Object key prefix filter.

§region: Option<String>

AWS region. None uses the SDK default.

§endpoint_url: Option<String>

Custom endpoint URL for S3-compatible services (e.g. MinIO).

§file_format: S3FileFormat

Format of the files to read.

§max_objects: Option<usize>

Maximum number of objects to read.

§concurrency: usize

Maximum number of concurrent object reads (default: 10).

§batch_size: usize

Records per emitted StreamPage. For JsonLines and RawText formats, the object body is decoded line-by-line via tokio::io::AsyncBufReadExt and a page is yielded whenever the buffer reaches this size; multi-object scans flatten so a single page may contain lines from any object. For JsonArray, each object is buffered fully before its records are chunked into pages of this size (see the README “Streaming and batching” section for the caveat). Defaults to DEFAULT_BATCH_SIZE.

batch_size = 0 is the “no batching” sentinel: every page is one complete object — no within-object chunking. Useful for small lookup files, or for sinks (e.g. SQL COPY, BigQuery load jobs) that prefer one large request per file to many small ones.

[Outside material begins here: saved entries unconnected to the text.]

//! Controlled status and type vocabularies.
//!
//! Labels are the Czech display strings the extraction pattern tables produce
//! and the persistence backend stores; `from_label` is the inverse used when a
//! narrated state change has to be folded back into a tracked status.

use serde::{Deserialize, Serialize};

macro_rules! labeled_enum {
    (
        $(#[$meta:meta])*
        $name:ident { $($variant:ident => $label:literal),+ $(,)? }
        default = $default:ident
    ) => {
        $(#[$meta])*
        #[derive(Debug, Clone, Copy, PartialEq, Eq, Hash, Serialize, Deserialize)]
        #[serde(rename_all = "snake_case")]
        pub enum $name {
            $($variant),+
        }

        impl $name {
            pub fn label(&self) -> &'static str {
                match self {
                    $(Self::$variant => $label),+
                }
            }

            /// Parse a display label back into the vocabulary. Returns `None`
            /// for free-form state strings outside the closed set.
            pub fn from_label(label: &str) -> Option<Self> {
                match label {
                    $($label => Some(Self::$variant),)+
                    _ => None,
                }
            }
        }

        impl Default for $name {
            fn default() -> Self {
                Self::$default
            }
        }

        impl std::fmt::Display for $name {
            fn fmt(&self, f: &mut std::fmt::Formatter<'_>) -> std::fmt::Result {
                f.write_str(self.label())
            }
        }
    };
}

labeled_enum! {
    /// Life state of a character.
    CharacterStatus {
        Alive => "Živý",
        Dead => "Mrtvý",
        Injured => "Zraněný",
        Unknown => "Neznámý",
    }
    default = Alive
}

labeled_enum! {
    /// Life state of a creature (feminine declension in the source prose).
    CreatureStatus {
        Alive => "Živá",
        Dead => "Mrtvá",
        Injured => "Zraněná",
        Unknown => "Neznámý",
    }
    default = Alive
}

labeled_enum! {
    /// Condition of a location.
    LocationStatus {
        Prosperous => "Prosperující",
        Declining => "V úpadku",
        Destroyed => "Zničené",
        Abandoned => "Opuštěné",
        Dangerous => "Nebezpečné",
        Safe => "Bezpečné",
    }
    default = Safe
}

labeled_enum! {
    /// Coarse location classification.
    LocationType {
        City => "Město",
        Village => "Vesnice",
        Dungeon => "Dungeon",
        Forest => "Les",
        Mountain => "Hora",
        Cave => "Jeskyně",
        Castle => "Hrad",
        Temple => "Chrám",
        Ruins => "Ruiny",
    }
    default = City
}

labeled_enum! {
    /// Coarse item classification.
    ItemType {
        Weapon => "Zbraň",
        Armor => "Brnění",
        Artifact => "Artefakt",
        Potion => "Lektvar",
        Scroll => "Svitek",
        Common => "Běžný předmět",
        Key => "Klíč",
    }
    default = Common
}

labeled_enum! {
    /// Quest progression state.
    QuestStatus {
        Active => "Aktivní",
        Completed => "Dokončený",
        Failed => "Selhaný",
        Paused => "Pozastavený",
    }
    default = Active
}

§compression: CompressionConfig
Available on crate feature compression only.

Compression codec applied to each downloaded object. Defaults to CompressionConfig::Auto — the codec is resolved per-object-key, so a single source can read a mix of compressed and uncompressed objects. Requires the crate-local compression feature.

Implementations§

Source§

impl S3SourceConfig

Source

pub fn new(bucket: impl Into<String>) -> Self

Create a new config with the required bucket name and sensible defaults.

Source

pub fn prefix(self, prefix: impl Into<String>) -> Self

Set the object key prefix filter.

Source

pub fn region(self, region: impl Into<String>) -> Self

Set the AWS region.

Source

pub fn endpoint_url(self, url: impl Into<String>) -> Self

Set a custom endpoint URL for S3-compatible services.

Source

pub fn file_format(self, format: S3FileFormat) -> Self

Set the file format.

Source

pub fn max_objects(self, max: usize) -> Self

Set the maximum number of objects to read.

Source

pub fn concurrency(self, concurrency: usize) -> Self

Set the maximum number of concurrent object reads.

Source

pub fn with_batch_size(self, batch_size: usize) -> Self

Set the per-page record count for Source::stream_pages.

Pass 0 to opt out of within-object chunking — every emitted StreamPage corresponds to exactly one S3 object.

Source

pub fn compression(self, c: CompressionConfig) -> Self

Available on crate feature compression only.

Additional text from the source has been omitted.